ISRO GSLV-F10 mission could not be ‘fully’ accomplished

The Indian Space Research Organisation (ISRO)’s mission to place its Earth Observation Satellite EOS-03 “could not be accomplished fully” because of an anomaly, the space agency said after the launch. Isro launched India’s “eye in the sky” – the GISAT-1 Earth observation satellite (EOS) at 05:43am on Thursday.

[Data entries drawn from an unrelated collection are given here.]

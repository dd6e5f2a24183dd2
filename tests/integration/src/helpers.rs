//! Test helpers for integration tests
//!
//! Provides utilities for spawning test servers against a dedicated test
//! database and making HTTP requests.

use std::net::SocketAddr;
use std::time::Duration;

use anyhow::Result;
use murmur_api::{create_app, create_app_state};
use murmur_common::AppConfig;
use murmur_db::{connect, StoreConfig};
use reqwest::{Client, Response, StatusCode};
use serde::{de::DeserializeOwned, Serialize};
use tokio::net::TcpListener;
use tokio::task::JoinHandle;

/// Database name used by the spawned test servers
pub const TEST_DATABASE: &str = "murmur_test";

/// Test server instance that manages lifecycle
pub struct TestServer {
    pub addr: SocketAddr,
    pub client: Client,
    _handle: JoinHandle<()>,
}

impl TestServer {
    /// Start a new test server on an ephemeral port against the test database
    pub async fn start() -> Result<Self> {
        let config = test_config()?;
        Self::start_with_config(config).await
    }

    /// Start a test server with custom config
    pub async fn start_with_config(config: AppConfig) -> Result<Self> {
        // Create app state (connects to the store; fails fast when it is down)
        let state = create_app_state(config).await?;

        // Build application
        let app = create_app(state);

        // Bind to an ephemeral port
        let listener = TcpListener::bind(SocketAddr::from(([127, 0, 0, 1], 0))).await?;
        let addr = listener.local_addr()?;

        // Spawn server task
        let handle = tokio::spawn(async move {
            axum::serve(listener, app).await.ok();
        });

        // Create HTTP client
        let client = Client::builder().timeout(Duration::from_secs(10)).build()?;

        Ok(Self {
            addr,
            client,
            _handle: handle,
        })
    }

    /// Get base URL for the server
    pub fn base_url(&self) -> String {
        format!("http://{}", self.addr)
    }

    /// Make a GET request
    pub async fn get(&self, path: &str) -> Result<Response> {
        let url = format!("{}{}", self.base_url(), path);
        Ok(self.client.get(&url).send().await?)
    }

    /// Make a POST request with JSON body
    pub async fn post<T: Serialize>(&self, path: &str, body: &T) -> Result<Response> {
        let url = format!("{}{}", self.base_url(), path);
        Ok(self.client.post(&url).json(body).send().await?)
    }

    /// Make a POST request with no body
    pub async fn post_empty(&self, path: &str) -> Result<Response> {
        let url = format!("{}{}", self.base_url(), path);
        Ok(self.client.post(&url).send().await?)
    }

    /// Make a PUT request with JSON body
    pub async fn put<T: Serialize>(&self, path: &str, body: &T) -> Result<Response> {
        let url = format!("{}{}", self.base_url(), path);
        Ok(self.client.put(&url).json(body).send().await?)
    }

    /// Make a DELETE request
    pub async fn delete(&self, path: &str) -> Result<Response> {
        let url = format!("{}{}", self.base_url(), path);
        Ok(self.client.delete(&url).send().await?)
    }
}

/// Create a test configuration pointed at the test database
pub fn test_config() -> Result<AppConfig> {
    // Load from environment or use defaults
    dotenvy::dotenv().ok();

    let mut config = AppConfig::from_env().map_err(|e| anyhow::anyhow!("Config error: {e}"))?;
    config.database.database = TEST_DATABASE.to_string();

    Ok(config)
}

/// Helper to check if a store is reachable; tests return early when not
pub async fn check_test_env() -> bool {
    dotenvy::dotenv().ok();

    let store_config = StoreConfig {
        database: TEST_DATABASE.to_string(),
        ..StoreConfig::from_env()
    };

    let reachable = tokio::time::timeout(Duration::from_secs(3), connect(&store_config))
        .await
        .map(|result| result.is_ok())
        .unwrap_or(false);

    if !reachable {
        eprintln!("Skipping test: MongoDB not reachable at {}", store_config.uri);
    }

    reachable
}

/// Assert response status and parse JSON body
pub async fn assert_json<T: DeserializeOwned>(
    response: Response,
    expected_status: StatusCode,
) -> Result<T> {
    let status = response.status();
    if status != expected_status {
        let body = response.text().await?;
        anyhow::bail!(
            "Expected status {}, got {}. Body: {}",
            expected_status,
            status,
            body
        );
    }
    Ok(response.json().await?)
}

/// Assert response status without parsing body
pub async fn assert_status(response: Response, expected_status: StatusCode) -> Result<()> {
    let status = response.status();
    if status != expected_status {
        let body = response.text().await?;
        anyhow::bail!(
            "Expected status {}, got {}. Body: {}",
            expected_status,
            status,
            body
        );
    }
    Ok(())
}
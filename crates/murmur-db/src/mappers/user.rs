//! User entity <-> document mapper

use chrono::Utc;
use mongodb::bson::oid::ObjectId;

use murmur_core::entities::User;
use murmur_core::traits::NewUser;

use crate::models::UserDocument;

use super::to_document_id;

/// Convert UserDocument to User entity
impl From<UserDocument> for User {
    fn from(doc: UserDocument) -> Self {
        User {
            id: to_document_id(doc.id),
            username: doc.username,
            email: doc.email,
            thoughts: doc.thoughts.into_iter().map(to_document_id).collect(),
            friends: doc.friends.into_iter().map(to_document_id).collect(),
            created_at: doc.created_at,
            updated_at: doc.updated_at,
        }
    }
}

/// Build the document to insert for a new user
///
/// The id is assigned here, before insertion, so the created entity can be
/// returned without a read-back.
pub fn new_user_document(data: NewUser) -> UserDocument {
    let now = Utc::now();
    UserDocument {
        id: ObjectId::new(),
        username: data.username,
        email: data.email,
        thoughts: Vec::new(),
        friends: Vec::new(),
        created_at: now,
        updated_at: now,
    }
}
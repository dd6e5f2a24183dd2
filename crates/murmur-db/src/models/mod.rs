//! Document models - serde structs for the MongoDB collections

mod thought;
mod user;

pub use thought::{ReactionDocument, ThoughtDocument};
pub use user::UserDocument;
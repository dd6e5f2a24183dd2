//! MongoDB connection bootstrap
//!
//! Connecting issues a `ping` so a dead store fails fast at startup instead
//! of on the first request.

use mongodb::bson::doc;
use mongodb::options::{ClientOptions, IndexOptions};
use mongodb::{Client, Database, IndexModel};

use crate::models::UserDocument;

/// Document store configuration
#[derive(Debug, Clone)]
pub struct StoreConfig {
    /// MongoDB connection URI
    pub uri: String,
    /// Database name
    pub database: String,
    /// Application name reported to the server
    pub app_name: String,
}

impl Default for StoreConfig {
    fn default() -> Self {
        Self {
            uri: String::from("mongodb://127.0.0.1:27017"),
            database: String::from("murmur"),
            app_name: String::from("murmur"),
        }
    }
}

impl StoreConfig {
    /// Create config from environment variables
    pub fn from_env() -> Self {
        let defaults = Self::default();

        Self {
            uri: std::env::var("MONGODB_URI").unwrap_or(defaults.uri),
            database: std::env::var("MONGODB_DATABASE").unwrap_or(defaults.database),
            app_name: defaults.app_name,
        }
    }
}

/// Connect to the document store and verify the connection with a ping
pub async fn connect(config: &StoreConfig) -> Result<Database, mongodb::error::Error> {
    let mut options = ClientOptions::parse(&config.uri).await?;
    options.app_name = Some(config.app_name.clone());

    let client = Client::with_options(options)?;
    let db = client.database(&config.database);

    // Fail fast: the driver connects lazily, so force a round-trip here
    db.run_command(doc! { "ping": 1 }).await?;

    Ok(db)
}

/// Connect using the MONGODB_URI / MONGODB_DATABASE environment variables
pub async fn connect_from_env() -> Result<Database, mongodb::error::Error> {
    let config = StoreConfig::from_env();
    connect(&config).await
}

/// Check store connectivity with a ping
pub async fn ping(db: &Database) -> bool {
    db.run_command(doc! { "ping": 1 }).await.is_ok()
}

/// Create the unique indexes the data model relies on
///
/// Username and email uniqueness is enforced here, at the store layer;
/// repositories translate the resulting duplicate-key errors.
pub async fn ensure_indexes(db: &Database) -> Result<(), mongodb::error::Error> {
    let users = db.collection::<UserDocument>(UserDocument::COLLECTION);

    users
        .create_index(
            IndexModel::builder()
                .keys(doc! { "username": 1 })
                .options(IndexOptions::builder().unique(true).build())
                .build(),
        )
        .await?;

    users
        .create_index(
            IndexModel::builder()
                .keys(doc! { "email": 1 })
                .options(IndexOptions::builder().unique(true).build())
                .build(),
        )
        .await?;

    Ok(())
}
//! Reaction entity - a reply embedded inside a thought

use chrono::{DateTime, Utc};
use uuid::Uuid;

/// Maximum length of a reaction's body
pub const MAX_BODY_LEN: usize = 280;

/// Reaction entity
///
/// Reactions carry their own UUID, assigned before insertion and independent
/// of the store's document id scheme. Set semantics on a thought's reaction
/// list are keyed on this id, not on content.
#[derive(Debug, Clone, PartialEq, Eq)]
pub struct Reaction {
    pub id: Uuid,
    pub body: String,
    pub username: String,
    pub created_at: DateTime<Utc>,
}

impl Reaction {
    /// Create a new Reaction with a fresh identifier
    pub fn new(body: String, username: String) -> Self {
        Self::with_id(Uuid::new_v4(), body, username)
    }

    /// Create a Reaction with a caller-supplied identifier
    pub fn with_id(id: Uuid, body: String, username: String) -> Self {
        Self {
            id,
            body,
            username,
            created_at: Utc::now(),
        }
    }
}
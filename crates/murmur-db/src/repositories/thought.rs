//! MongoDB implementation of ThoughtRepository

use async_trait::async_trait;
use futures_util::TryStreamExt;
use mongodb::bson::{doc, DateTime as BsonDateTime};
use mongodb::options::ReturnDocument;
use mongodb::{Collection, Database};
use tracing::instrument;
use uuid::Uuid;

use murmur_core::entities::{Reaction, Thought};
use murmur_core::traits::{NewThought, RepoResult, ThoughtPatch, ThoughtRepository};
use murmur_core::DocumentId;

use crate::mappers::{new_thought_document, to_object_id, to_object_ids};
use crate::models::ThoughtDocument;

use super::error::{map_store_error, map_write_error, validate_body, validate_text};

/// MongoDB implementation of ThoughtRepository
#[derive(Clone)]
pub struct MongoThoughtRepository {
    collection: Collection<ThoughtDocument>,
}

impl MongoThoughtRepository {
    /// Create a new MongoThoughtRepository over the `thoughts` collection
    pub fn new(db: &Database) -> Self {
        Self {
            collection: db.collection(ThoughtDocument::COLLECTION),
        }
    }
}

#[async_trait]
impl ThoughtRepository for MongoThoughtRepository {
    #[instrument(skip(self))]
    async fn find_all(&self) -> RepoResult<Vec<Thought>> {
        let cursor = self
            .collection
            .find(doc! {})
            .await
            .map_err(map_store_error)?;

        let docs: Vec<ThoughtDocument> = cursor.try_collect().await.map_err(map_store_error)?;

        Ok(docs.into_iter().map(Thought::from).collect())
    }

    #[instrument(skip(self))]
    async fn find_by_id(&self, id: &DocumentId) -> RepoResult<Option<Thought>> {
        let oid = to_object_id(id)?;

        let result = self
            .collection
            .find_one(doc! { "_id": oid })
            .await
            .map_err(map_store_error)?;

        Ok(result.map(Thought::from))
    }

    #[instrument(skip(self, ids))]
    async fn find_by_ids(&self, ids: &[DocumentId]) -> RepoResult<Vec<Thought>> {
        if ids.is_empty() {
            return Ok(Vec::new());
        }
        let oids = to_object_ids(ids)?;

        let cursor = self
            .collection
            .find(doc! { "_id": { "$in": oids } })
            .await
            .map_err(map_store_error)?;

        let docs: Vec<ThoughtDocument> = cursor.try_collect().await.map_err(map_store_error)?;

        Ok(docs.into_iter().map(Thought::from).collect())
    }

    #[instrument(skip(self, data))]
    async fn create(&self, data: NewThought) -> RepoResult<Thought> {
        validate_text(&data.text)?;
        let document = new_thought_document(data)?;

        self.collection
            .insert_one(&document)
            .await
            .map_err(map_write_error)?;

        Ok(Thought::from(document))
    }

    #[instrument(skip(self, patch))]
    async fn update(&self, id: &DocumentId, patch: ThoughtPatch) -> RepoResult<Option<Thought>> {
        if patch.is_empty() {
            return self.find_by_id(id).await;
        }
        if let Some(text) = &patch.text {
            validate_text(text)?;
        }
        let oid = to_object_id(id)?;

        // created_at is immutable; only the text can change
        let mut set = doc! {};
        if let Some(text) = patch.text {
            set.insert("text", text);
        }

        let result = self
            .collection
            .find_one_and_update(doc! { "_id": oid }, doc! { "$set": set })
            .return_document(ReturnDocument::After)
            .await
            .map_err(map_write_error)?;

        Ok(result.map(Thought::from))
    }

    #[instrument(skip(self))]
    async fn delete(&self, id: &DocumentId) -> RepoResult<Option<Thought>> {
        let oid = to_object_id(id)?;

        let result = self
            .collection
            .find_one_and_delete(doc! { "_id": oid })
            .await
            .map_err(map_store_error)?;

        Ok(result.map(Thought::from))
    }

    #[instrument(skip(self, ids))]
    async fn delete_many(&self, ids: &[DocumentId]) -> RepoResult<u64> {
        if ids.is_empty() {
            return Ok(0);
        }
        let oids = to_object_ids(ids)?;

        let result = self
            .collection
            .delete_many(doc! { "_id": { "$in": oids } })
            .await
            .map_err(map_store_error)?;

        Ok(result.deleted_count)
    }

    #[instrument(skip(self, reaction))]
    async fn add_reaction(
        &self,
        thought_id: &DocumentId,
        reaction: &Reaction,
    ) -> RepoResult<Option<Thought>> {
        validate_body(&reaction.body)?;
        let oid = to_object_id(thought_id)?;

        let embedded = doc! {
            "id": reaction.id.to_string(),
            "body": reaction.body.as_str(),
            "username": reaction.username.as_str(),
            "created_at": BsonDateTime::from_chrono(reaction.created_at),
        };

        // Push only when no embedded reaction carries this id already
        let result = self
            .collection
            .find_one_and_update(
                doc! {
                    "_id": oid,
                    "reactions.id": { "$ne": reaction.id.to_string() },
                },
                doc! { "$push": { "reactions": embedded } },
            )
            .return_document(ReturnDocument::After)
            .await
            .map_err(map_store_error)?;

        if let Some(document) = result {
            return Ok(Some(Thought::from(document)));
        }

        // The filter misses both for an absent thought and for an id that is
        // already embedded; a read tells the idempotent no-op apart from
        // not-found.
        self.find_by_id(thought_id).await
    }

    #[instrument(skip(self))]
    async fn remove_reaction(
        &self,
        thought_id: &DocumentId,
        reaction_id: Uuid,
    ) -> RepoResult<Option<Thought>> {
        let oid = to_object_id(thought_id)?;

        let result = self
            .collection
            .find_one_and_update(
                doc! { "_id": oid },
                doc! { "$pull": { "reactions": { "id": reaction_id.to_string() } } },
            )
            .return_document(ReturnDocument::After)
            .await
            .map_err(map_store_error)?;

        Ok(result.map(Thought::from))
    }
}
//! Request DTOs for API endpoints
//!
//! All request DTOs implement `Deserialize` and `Validate` for input
//! validation. Identifier fields use `DocumentId`, so a malformed id in a
//! body is rejected during deserialization.

use murmur_core::DocumentId;
use serde::Deserialize;
use uuid::Uuid;
use validator::Validate;

// ============================================================================
// User Requests
// ============================================================================

/// Create user request (signup)
#[derive(Debug, Clone, Deserialize, Validate)]
pub struct CreateUserRequest {
    #[validate(length(min = 1, max = 32, message = "Username must be 1-32 characters"))]
    pub username: String,

    #[validate(email(message = "Invalid email format"))]
    pub email: String,
}

/// Update user request; omitted fields are left untouched
#[derive(Debug, Clone, Default, Deserialize, Validate)]
pub struct UpdateUserRequest {
    #[validate(length(min = 1, max = 32, message = "Username must be 1-32 characters"))]
    pub username: Option<String>,

    #[validate(email(message = "Invalid email format"))]
    pub email: Option<String>,
}

// ============================================================================
// Thought Requests
// ============================================================================

/// Create thought request
#[derive(Debug, Clone, Deserialize, Validate)]
pub struct CreateThoughtRequest {
    #[validate(length(min = 1, max = 280, message = "Thought text must be 1-280 characters"))]
    pub text: String,

    /// Identifier of the owning user
    pub user_id: DocumentId,
}

/// Update thought request
#[derive(Debug, Clone, Default, Deserialize, Validate)]
pub struct UpdateThoughtRequest {
    #[validate(length(min = 1, max = 280, message = "Thought text must be 1-280 characters"))]
    pub text: Option<String>,
}

// ============================================================================
// Reaction Requests
// ============================================================================

/// Add reaction request
///
/// The identifier is optional: callers may supply their own reaction id (the
/// key for the add-if-absent semantics), otherwise one is assigned before
/// insertion.
#[derive(Debug, Clone, Deserialize, Validate)]
pub struct CreateReactionRequest {
    pub id: Option<Uuid>,

    #[validate(length(min = 1, max = 280, message = "Reaction body must be 1-280 characters"))]
    pub body: String,

    #[validate(length(min = 1, max = 32, message = "Username must be 1-32 characters"))]
    pub username: String,
}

The satellite was launched on a geosynchronous satellite launch vehicle (GSLV) from the Satish Dhawan Space Centre (SDSC) at Sriharikota in Andhra Pradesh as a part of the GSLV-F10 EOS-03 mission after a 26-hour countdown. Ahead of the lift-off, the Launch Authorisation Board cleared the decks for a normal lift-off as planned. The performance of the rocket in the first and second stages of the rocket was normal, scientists at the Mission Control Centre said. But shortly afterwards, it was announced in the Mission Control Centre by the Range Operations Director “mission could not be accomplished fully due to performance anomaly”. The EOS-03 is a state-of-the-art agile Earth observation satellite, meant to help in quick monitoring of natural disasters like cyclones, cloudbursts and thunderstorms. “A 4 metre diameter Ogive-shaped payload fairing is being flown for the first time in this GSLV flight. This is the fourteenth flight of GSLV,” ISRO had said on the launch. The launch was originally planned in April or May but was postponed due to the second wave of the COVID-19 pandemic.